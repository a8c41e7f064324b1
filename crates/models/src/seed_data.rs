use crate::{availability::WeekSchedule, day::DayCode};
use serde::Deserialize;
use std::collections::BTreeMap;

const FIXTURE: &str = include_str!("../data/fixture.json");

/// Everything the catalog starts out with: the week, the study goals and the
/// tutors with their availability grids.
#[derive(Debug, Clone, Deserialize)]
pub struct SeedCatalog {
    pub weekdays: BTreeMap<DayCode, String>,
    pub goals: Vec<GoalSeed>,
    pub teachers: Vec<TeacherSeed>,
}

#[derive(Debug, Clone, Deserialize)]
pub struct GoalSeed {
    pub id: i32,
    pub name: String,
    pub ru_name: String,
    pub pictogram: String,
}

/// A tutor profile as shipped in the fixture. `goals` holds goal names which
/// are resolved to rows when the catalog is seeded.
#[derive(Debug, Clone, Deserialize)]
pub struct TeacherSeed {
    pub id: i32,
    pub name: String,
    pub about: String,
    pub rating: f64,
    pub picture: String,
    pub price: i32,
    pub goals: Vec<String>,
    pub free: WeekSchedule,
}

/// Parses the bundled fixture
pub fn catalog() -> Result<SeedCatalog, serde_json::Error> {
    serde_json::from_str(FIXTURE)
}
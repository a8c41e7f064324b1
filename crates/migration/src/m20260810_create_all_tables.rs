use sea_orm_migration::prelude::*;

#[derive(DeriveMigrationName)]
pub struct Migration;

#[async_trait::async_trait]
impl MigrationTrait for Migration {
    async fn up(&self, manager: &SchemaManager) -> Result<(), DbErr> {
        // Create weekdays table
        manager
            .create_table(
                Table::create()
                    .table(Weekdays::Table)
                    .if_not_exists()
                    .col(
                        ColumnDef::new(Weekdays::ShortName)
                            .string()
                            .not_null()
                            .primary_key(),
                    )
                    .col(ColumnDef::new(Weekdays::RuName).string().not_null())
                    .to_owned(),
            )
            .await?;

        // Create goals table
        manager
            .create_table(
                Table::create()
                    .table(Goals::Table)
                    .if_not_exists()
                    .col(
                        ColumnDef::new(Goals::Id)
                            .integer()
                            .not_null()
                            .auto_increment()
                            .primary_key(),
                    )
                    .col(ColumnDef::new(Goals::Name).string().not_null().unique_key())
                    .col(ColumnDef::new(Goals::RuName).string().not_null())
                    .col(ColumnDef::new(Goals::Pictogram).string().not_null())
                    .to_owned(),
            )
            .await?;

        // Create teachers table
        manager
            .create_table(
                Table::create()
                    .table(Teachers::Table)
                    .if_not_exists()
                    .col(
                        ColumnDef::new(Teachers::Id)
                            .integer()
                            .not_null()
                            .auto_increment()
                            .primary_key(),
                    )
                    .col(ColumnDef::new(Teachers::Name).string().not_null())
                    .col(ColumnDef::new(Teachers::About).text().not_null())
                    .col(ColumnDef::new(Teachers::Rating).double().not_null())
                    .col(ColumnDef::new(Teachers::Picture).string().not_null())
                    .col(ColumnDef::new(Teachers::Price).integer().not_null())
                    .col(ColumnDef::new(Teachers::Free).json().not_null())
                    .to_owned(),
            )
            .await?;

        // Create teacher_goals junction table (many-to-many)
        manager
            .create_table(
                Table::create()
                    .table(TeacherGoals::Table)
                    .if_not_exists()
                    .col(
                        ColumnDef::new(TeacherGoals::Id)
                            .integer()
                            .not_null()
                            .auto_increment()
                            .primary_key(),
                    )
                    .col(ColumnDef::new(TeacherGoals::TeacherId).integer().not_null())
                    .col(ColumnDef::new(TeacherGoals::GoalId).integer().not_null())
                    .foreign_key(
                        ForeignKey::create()
                            .name("fk-teacher_goals-teacher_id")
                            .from(TeacherGoals::Table, TeacherGoals::TeacherId)
                            .to(Teachers::Table, Teachers::Id)
                            .on_delete(ForeignKeyAction::Cascade),
                    )
                    .foreign_key(
                        ForeignKey::create()
                            .name("fk-teacher_goals-goal_id")
                            .from(TeacherGoals::Table, TeacherGoals::GoalId)
                            .to(Goals::Table, Goals::Id)
                            .on_delete(ForeignKeyAction::Cascade),
                    )
                    .to_owned(),
            )
            .await?;

        // Create lesson_requests table
        manager
            .create_table(
                Table::create()
                    .table(LessonRequests::Table)
                    .if_not_exists()
                    .col(
                        ColumnDef::new(LessonRequests::Id)
                            .integer()
                            .not_null()
                            .auto_increment()
                            .primary_key(),
                    )
                    .col(ColumnDef::new(LessonRequests::Name).string().not_null())
                    .col(ColumnDef::new(LessonRequests::Phone).string().not_null())
                    .col(ColumnDef::new(LessonRequests::GoalId).integer().not_null())
                    .col(ColumnDef::new(LessonRequests::Time).string().not_null())
                    .col(
                        ColumnDef::new(LessonRequests::CreatedAt)
                            .date_time()
                            .not_null(),
                    )
                    .foreign_key(
                        ForeignKey::create()
                            .name("fk-lesson_requests-goal_id")
                            .from(LessonRequests::Table, LessonRequests::GoalId)
                            .to(Goals::Table, Goals::Id)
                            .on_delete(ForeignKeyAction::Cascade),
                    )
                    .to_owned(),
            )
            .await?;

        // Create bookings table
        manager
            .create_table(
                Table::create()
                    .table(Bookings::Table)
                    .if_not_exists()
                    .col(
                        ColumnDef::new(Bookings::Id)
                            .integer()
                            .not_null()
                            .auto_increment()
                            .primary_key(),
                    )
                    .col(ColumnDef::new(Bookings::Name).string().not_null())
                    .col(ColumnDef::new(Bookings::Phone).string().not_null())
                    .col(ColumnDef::new(Bookings::TeacherId).integer().not_null())
                    .col(
                        ColumnDef::new(Bookings::DayShortName)
                            .string()
                            .not_null(),
                    )
                    .col(ColumnDef::new(Bookings::Time).string().not_null())
                    .col(ColumnDef::new(Bookings::CreatedAt).date_time().not_null())
                    .foreign_key(
                        ForeignKey::create()
                            .name("fk-bookings-teacher_id")
                            .from(Bookings::Table, Bookings::TeacherId)
                            .to(Teachers::Table, Teachers::Id)
                            .on_delete(ForeignKeyAction::Cascade),
                    )
                    .foreign_key(
                        ForeignKey::create()
                            .name("fk-bookings-day_short_name")
                            .from(Bookings::Table, Bookings::DayShortName)
                            .to(Weekdays::Table, Weekdays::ShortName)
                            .on_delete(ForeignKeyAction::Cascade),
                    )
                    .to_owned(),
            )
            .await?;

        Ok(())
    }

    async fn down(&self, manager: &SchemaManager) -> Result<(), DbErr> {
        // Drop tables in reverse order due to foreign key constraints
        manager
            .drop_table(Table::drop().table(Bookings::Table).to_owned())
            .await?;

        manager
            .drop_table(Table::drop().table(LessonRequests::Table).to_owned())
            .await?;

        manager
            .drop_table(Table::drop().table(TeacherGoals::Table).to_owned())
            .await?;

        manager
            .drop_table(Table::drop().table(Teachers::Table).to_owned())
            .await?;

        manager
            .drop_table(Table::drop().table(Goals::Table).to_owned())
            .await?;

        manager
            .drop_table(Table::drop().table(Weekdays::Table).to_owned())
            .await?;

        Ok(())
    }
}

#[derive(Iden)]
enum Weekdays {
    Table,
    ShortName,
    RuName,
}

#[derive(Iden)]
enum Goals {
    Table,
    Id,
    Name,
    RuName,
    Pictogram,
}

#[derive(Iden)]
enum Teachers {
    Table,
    Id,
    Name,
    About,
    Rating,
    Picture,
    Price,
    Free,
}

#[derive(Iden)]
enum TeacherGoals {
    Table,
    Id,
    TeacherId,
    GoalId,
}

#[derive(Iden)]
enum LessonRequests {
    Table,
    Id,
    Name,
    Phone,
    GoalId,
    Time,
    CreatedAt,
}

#[derive(Iden)]
enum Bookings {
    Table,
    Id,
    Name,
    Phone,
    TeacherId,
    DayShortName,
    Time,
    CreatedAt,
}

■ ■ ■ ■ ■ ■ ■

## YOUR TASK:
Everything from the first line of the data through the line containing "their availability grids." should be echoed exactly. Add nothing.

## ANSWER TO THIS PROBLEM:
repository a8c41e7f064324b1
filename crates/models/src/seed_data.rs
use crate::{availability::WeekSchedule, day::DayCode};
use serde::Deserialize;
use std::collections::BTreeMap;

const FIXTURE: &str = include_str!("../data/fixture.json");

/// Everything the catalog starts out with: the week, the study goals and the
/// tutors with their availability grids.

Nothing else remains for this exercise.